El perfil del "Narciso"

Se acerca uno a la persona en cuestión y percibe una extraña falta de autenticidad. Su rostro se diría cubierto con una máscara invisible, su alma deambula con disfraz impropio. Sus manifestaciones siguen el rumbo de algún objetivo difícil de individual por el prójimo. Sus palabras ejercen de coraza dispuesta a defender el núcleo más íntimo de su interioridad. No las usa para expresar sus opiniones, sino para esconderlas.

Entablamos diálogo con él y tal parece que el hombre no está en ello. Se le nota preocupado por su autodefensa, aunque nadie intente agredir su persona ni sus esquemas mentales. Parece darnos a entender, más allá de la articulación de los vocablos salidos de su boca, que tiene algo que transmitir. Nos dice con su gesto, su tono de voz y su ademán: tenga usted en cuenta que está hablando con un personaje de futuro. Quien está a su vera es un hombre inteligente e ingenioso. No le pase desapercibido que ante usted se halla el director de tal institución o el centro de todas las tertulias. Mi fama debe ser reconocida. No estoy dispuesto a que se me trate como a un cualquiera.

Atención permanente a su imagen

¿Qué necesidad tendrá el hombre de insistir en la alta valoración de su persona? ¿A qué se deberá un tal fenómeno? ¿Quizás a una competencia desmedida en la que el vecino quiere arrebatarle lo que él considera su propiedad, particularmente por lo que se refiere a su fama? ¡Pero si nadie le agrede! Más bien sucede que la persona misma no está del todo reconciliada con el rango que ocupa, pues que conoce por dentro sus fallos e incompetencias.
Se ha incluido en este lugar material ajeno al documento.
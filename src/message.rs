//! Plaintext command envelopes for the EasyTouch JSON protocol.
//!
//! Two shapes exist on the wire: "Get Status" (optionally carrying a
//! location update) and "Change". Envelopes are built as plain
//! `serde_json::Value`s and encrypted just before the characteristic write.

use chrono::{DateTime, Utc};
use serde_json::{Map, Value, json};

use crate::error::EmptyChangeError;
use crate::types::{ChangeSet, Credentials};

pub fn get_status(zone: u8, credentials: &Credentials, now: DateTime<Utc>) -> Value {
    json!({
        "Type": "Get Status",
        "Zone": zone,
        "EM": credentials.email_str(),
        "TM": now.timestamp(),
    })
}

/// "Get Status" variant that pushes the controller's location to the device.
/// The firmware expects LAT/LON as fixed 5-decimal strings, not numbers.
pub fn set_location(zone: u8, latitude: f64, longitude: f64, now: DateTime<Utc>) -> Value {
    json!({
        "Type": "Get Status",
        "Zone": zone,
        "LAT": format!("{latitude:.5}"),
        "LON": format!("{longitude:.5}"),
        "TM": now.timestamp(),
    })
}

/// Build a "Change" envelope. `Changes` always carries the zone; every other
/// field appears only when set. An envelope with nothing but the zone is
/// rejected here so it never reaches the radio.
pub fn change(zone: u8, changes: &ChangeSet) -> Result<Value, EmptyChangeError> {
    if changes.is_empty() {
        return Err(EmptyChangeError);
    }

    let mut fields = Map::new();
    fields.insert("zone".to_string(), json!(zone));

    if let Some(on) = changes.power {
        fields.insert("power".to_string(), json!(if on { 1 } else { 0 }));
    }
    if let Some(mode) = changes.mode {
        fields.insert("mode".to_string(), json!(mode.code()));
    }
    if let Some(sp) = changes.cool_sp {
        fields.insert("cool_sp".to_string(), json!(sp));
    }
    if let Some(sp) = changes.heat_sp {
        fields.insert("heat_sp".to_string(), json!(sp));
    }
    if let Some(sp) = changes.dry_sp {
        fields.insert("dry_sp".to_string(), json!(sp));
    }
    if let Some(sp) = changes.auto_cool_sp {
        fields.insert("autoCool_sp".to_string(), json!(sp));
    }
    if let Some(sp) = changes.auto_heat_sp {
        fields.insert("autoHeat_sp".to_string(), json!(sp));
    }
    if let Some(speed) = changes.fan_only {
        fields.insert("fanOnly".to_string(), json!(speed.code()));
    }
    if let Some(mode) = changes.cool_fan {
        fields.insert("coolFan".to_string(), json!(mode.code()));
    }
    if let Some(mode) = changes.heat_fan {
        fields.insert("heatFan".to_string(), json!(mode.code()));
    }
    if let Some(mode) = changes.auto_fan {
        fields.insert("autoFan".to_string(), json!(mode.code()));
    }
    if let Some(mode) = changes.dry_fan {
        fields.insert("dryFan".to_string(), json!(mode.code()));
    }

    Ok(json!({
        "Type": "Change",
        "Changes": Value::Object(fields),
    }))
}

#[cfg(test)]
mod tests {
    use super::*;
    use crate::types::{FanMode, FanOnlySpeed, HvacMode};
    use chrono::TimeZone;

    fn now() -> DateTime<Utc> {
        Utc.with_ymd_and_hms(2025, 6, 1, 12, 0, 0).unwrap()
    }

    #[test]
    fn get_status_structure() {
        let creds = Credentials::new("rv@example.com", "pw");
        let msg = get_status(0, &creds, now());
        assert_eq!(msg["Type"], "Get Status");
        assert_eq!(msg["Zone"], 0);
        assert_eq!(msg["EM"], "rv@example.com");
        assert_eq!(msg["TM"], now().timestamp());
        // timestamp must be a JSON number
        assert!(msg["TM"].is_i64());
    }

    #[test]
    fn get_status_without_email() {
        let msg = get_status(1, &Credentials::default(), now());
        assert_eq!(msg["EM"], "");
        assert_eq!(msg["Zone"], 1);
    }

    #[test]
    fn set_location_formats_five_decimals() {
        let msg = set_location(0, 44.9778, -93.265, now());
        assert_eq!(msg["Type"], "Get Status");
        assert_eq!(msg["LAT"], "44.97780");
        assert_eq!(msg["LON"], "-93.26500");
    }

    #[test]
    fn empty_change_rejected() {
        assert!(change(0, &ChangeSet::new()).is_err());
    }

    #[test]
    fn power_change_includes_zone() {
        let msg = change(0, &ChangeSet::new().power(true)).unwrap();
        assert_eq!(msg["Type"], "Change");
        assert_eq!(msg["Changes"]["zone"], 0);
        assert_eq!(msg["Changes"]["power"], 1);
        assert!(msg["Changes"]["power"].is_i64());
    }

    #[test]
    fn full_change_set_serializes_all_fields() {
        let changes = ChangeSet::new()
            .power(true)
            .mode(HvacMode::Auto)
            .auto_setpoints(68, 76)
            .auto_fan(FanMode::FullAuto);
        let msg = change(2, &changes).unwrap();
        let c = &msg["Changes"];
        assert_eq!(c["zone"], 2);
        assert_eq!(c["mode"], 11);
        assert_eq!(c["autoHeat_sp"], 68);
        assert_eq!(c["autoCool_sp"], 76);
        assert_eq!(c["autoFan"], 128);
    }

    #[test]
    fn fan_only_change() {
        let msg = change(0, &ChangeSet::new().fan_only(FanOnlySpeed::High)).unwrap();
        assert_eq!(msg["Changes"]["fanOnly"], 2);
        assert!(msg["Changes"].get("coolFan").is_none());
    }
}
Se comprendería entonces su actitud de defensa permanente. Entenderíamos bien que la propia incapacidad, de la que tiene noticia en lo más recóndito de sí mismo, le empujara a vivir con el sobresalto a flor de piel. Y que adoptara un gesto altivo, convencional e insincero a fin de disimular al máximo el estado de incertidumbre en que vive sumergido. El hombre necesita defender su "status" a los ojos de quienes le rodean. Dado que no es lo que debiera ser, se empeña en repetir de mil maneras que sí lo es. No vaya a suceder que sus propias dudas transciendan al prójimo.

En tono jocoso bien podría ser comparado con los niños de los primeros grados escolares. Se enfrascan los tales con entusiasmo en la tarea de perfilar o colorear algún dibujo. Al final de la operación perciben, en honroso gesto de sinceridad, que su obra se presta a muy ambiguas interpretaciones. De ahí que, para disipar dudas, escriban el título debajo del garabato. Y con letra insegura afirmen, por ejemplo, que lo pintado es un árbol o una casa.

Procedamos ya a lo que pretende ser la moraleja del artículo. Hay personas que no viven atentas a lo que hacen con sus brazos ni a las ideas que revolotean por su mente. Viven primordial y originalmente atentas a sí mismas. El resto lo hacen como de refilón, de carambola. Se interesan por ellos mismos, su figura, su personalidad, y por la imagen que proyectan a los ojos ajenos. No es que se hallen sometidos a una marcada patología de vanidad, no. Es que son esencial y naturalmente vanidosos.

Se gusta y se escucha

Se gustan enormemente. O mejor dicho, les agrada sobremanera la imagen que se han hecho de sus personas. Son irremediablemente narcisistas. Disponen de muy escasas energías para bregar con las cosas —para vivir— pues las invierten todas en embelesarse ante el alto concepto que tienen de sí mismos. Viven a través de la imagen vaporosa que han elaborado de su propia persona.

¿Será por ello que los tales necesitan, como el pan y el agua, vestir de modo impecable? Zapatos brillantes, chaqueta a medida, sin arrugas, detalles primorosamente cuidados. Necesitan encontrarse gratos a sí mismos dado que están en perpetua inspección de sus propias capacidades.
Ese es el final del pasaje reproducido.